İşte bunlar, bütün bu afili cümleler, bu vurdu mu oturtan ifadeler, bu cesur haykırışlar, bu sivri itirazlar, bu duyarlı dokunuşlar... Bütün bu alengirli laflar, bu esaslı yardırmalar, bu çılgın çalımlar, bu ağır çıkarsamalar, bu bilgiç analizler, bu kıyak düşünceler, bu zeka gösterileri, bu sınırlı sorumsuz sloganlar, dünyanın çiğnenmiş bütün o sakızları...
Tamam ama, nasıl yani? Bunlar sadece sözlerimiz, konuşmalarımız, iddialarımız? Peki hayat? Hangi hayat bizim hayatımız? Hangi yaşamaklar doğruluyor bizi? Hangi pratikler gerçekliyor sattığımız teorik çalımları?
İşte bunlar, bütün bu dava replikleri, seminer tekerlemeleri, söz kabukları, anlam didiklemeleri, anlama kibirleri, anlatma acziyetleri, anlamaya aşina olamama vaziyetleri, öğrenmeme ısrarları, cahil cesaretleri, ukala cüretleri, ben yaptım oldu kolaycılıkları, sen ben bizim oğlan evrensellikleri, tıkanmalar ve tıkınmalar ve sonra ıkınmalar...
Bu muyuz biz?

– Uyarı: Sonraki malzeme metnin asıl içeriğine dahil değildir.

//! Single-threaded simulation stepper.
//!
//! `SimulationLoop` owns the cycle clock of one run and turns wall-clock
//! samples into physics ticks and, at the slower UI rate, rounded snapshots.
//! It has no threads and no sleeps: the caller supplies `now` on every tick,
//! which keeps segment boundaries and rounding exactly reproducible.

use crate::physics::{self, PhaseSegment};
use dyno_common::config::TimingConfig;
use dyno_common::consts::CYCLE_T;
use dyno_common::snapshot::Snapshot;
use tracing::{debug, trace};

/// Replace an implausible dt with the nominal physics period.
///
/// Non-finite, non-positive and stalled (`> max`) values are all replaced.
#[inline]
pub fn sanitize_dt(dt: f64, nominal: f64, max: f64) -> f64 {
    if !dt.is_finite() || dt <= 0.0 || dt > max {
        nominal
    } else {
        dt
    }
}

/// Advance a cycle phase by `dt`, wrapping by subtraction.
///
/// A step longer than one cycle (only possible with an unvalidated
/// `TimingConfig`) falls back to a Euclidean remainder so the tick stays
/// bounded.
#[inline]
pub fn advance_phase(phase: f64, dt: f64) -> f64 {
    let mut next = phase + dt;
    if next >= CYCLE_T {
        next -= CYCLE_T;
    }
    if next >= CYCLE_T {
        next = next.rem_euclid(CYCLE_T);
    }
    next
}

/// Result of one physics tick.
#[derive(Debug, Clone, Copy)]
pub struct Tick {
    /// Cycle phase after this tick, in `[0, CYCLE_T)`.
    pub phase: f64,
    /// Segment containing `phase`.
    pub segment: PhaseSegment,
    /// Raw reading (unrounded, Hold jitter applied).
    pub sample: Snapshot,
    /// Rounded snapshot, present when the UI period has elapsed.
    pub snapshot: Option<Snapshot>,
}

/// Stepper state for one run.
#[derive(Debug, Clone)]
pub struct SimulationLoop {
    timing: TimingConfig,
    /// Elapsed time within the current lap.
    phase: f64,
    /// Wall time of the previous physics tick.
    last_tick: f64,
    /// Wall time of the previous emitted snapshot.
    last_ui: f64,
    ticks: u64,
    emitted: u64,
    clamped_dt: u64,
}

impl SimulationLoop {
    /// Start a fresh run at wall time `start_time` with phase 0.
    pub fn new(timing: TimingConfig, start_time: f64) -> Self {
        let start_time = if start_time.is_finite() { start_time } else { 0.0 };
        Self {
            timing,
            phase: 0.0,
            last_tick: start_time,
            last_ui: start_time,
            ticks: 0,
            emitted: 0,
            clamped_dt: 0,
        }
    }

    /// Advance one physics tick to wall time `now`.
    pub fn tick(&mut self, now: f64) -> Tick {
        let nominal = self.timing.physics_tick_s();

        // A non-finite clock reading counts as a NaN dt at the expected time.
        let (now, raw_dt) = if now.is_finite() {
            (now, now - self.last_tick)
        } else {
            (self.last_tick + nominal, f64::NAN)
        };

        self.last_tick = now;
        let dt = sanitize_dt(raw_dt, nominal, self.timing.max_dt_s);
        if dt.to_bits() != raw_dt.to_bits() {
            self.clamped_dt += 1;
            debug!("dt {:.6}s clamped to {:.3}s", raw_dt, dt);
        }

        self.phase = advance_phase(self.phase, dt);
        self.ticks += 1;

        let sample = physics::evaluate(self.phase, now);
        let segment = PhaseSegment::at(self.phase);

        // Clock went backwards: restart the UI interval from here.
        if now < self.last_ui {
            self.last_ui = now;
        }

        let snapshot = if now - self.last_ui >= self.timing.ui_tick_s() {
            self.last_ui = now;
            self.emitted += 1;
            Some(Snapshot::rounded(&sample))
        } else {
            None
        };

        trace!(
            "tick {}: phase={:.3} {} rpm={:.1} tq={:.1}",
            self.ticks, self.phase, segment, sample.rpm, sample.torque_nm
        );

        Tick {
            phase: self.phase,
            segment,
            sample,
            snapshot,
        }
    }

    /// Current cycle phase.
    pub fn phase(&self) -> f64 {
        self.phase
    }

    /// Physics ticks performed.
    pub fn ticks(&self) -> u64 {
        self.ticks
    }

    /// Snapshots produced by `tick` (the seed snapshot is not counted).
    pub fn emitted(&self) -> u64 {
        self.emitted
    }

    /// Ticks whose dt had to be replaced.
    pub fn clamped_dt(&self) -> u64 {
        self.clamped_dt
    }
}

Bu mudur bütün biriktirdiğimiz? Bu mudur yere göğe sığdıramadığımız bütün cesametimiz?
Zamanın rüzgarları oraya buraya savuruyor, içten içe sinsice teğelliyor, oradan alıp şuraya dikiyor, bir güzel ütülüyor. Yani serbestçe değiştiriyor, dönüştürüyor, başkalaştırıyor, yabancılaştırıyor, bambaşka iklimlerin, yabancı mevsimlerin oyuncağı ediyor. Biz şişirdiğimiz bütün bu sakil cümlelerle durumu idare edebileceğimizi, postu kurtarabileceğimizi sanıyoruz, öyle mi? Büyük laflar ederek mi büyük insan olacağız, büyük insanlıklar sergileyeceğiz yani? Sormayacak mıyız hiç kendimize; 'Peki hayat? Nerede bu iddiaların donattığı hayat? Nerede bizi başkalarından daha hakikatli kılan o insanlık? Nerede bizi bu zamanın sinsice tuzaklarından, torna edici, ütüleyici hayat, zihin ve kalp alışkanlıklarından koruyan zamanlarüstü şuur?' diye... Çekmeyecek miyiz yani kendimizi bir kenara, yapışmayacak mıyız yakamıza, 'Nerede o esaslı insanlık, o kadim tasavvur?' diye...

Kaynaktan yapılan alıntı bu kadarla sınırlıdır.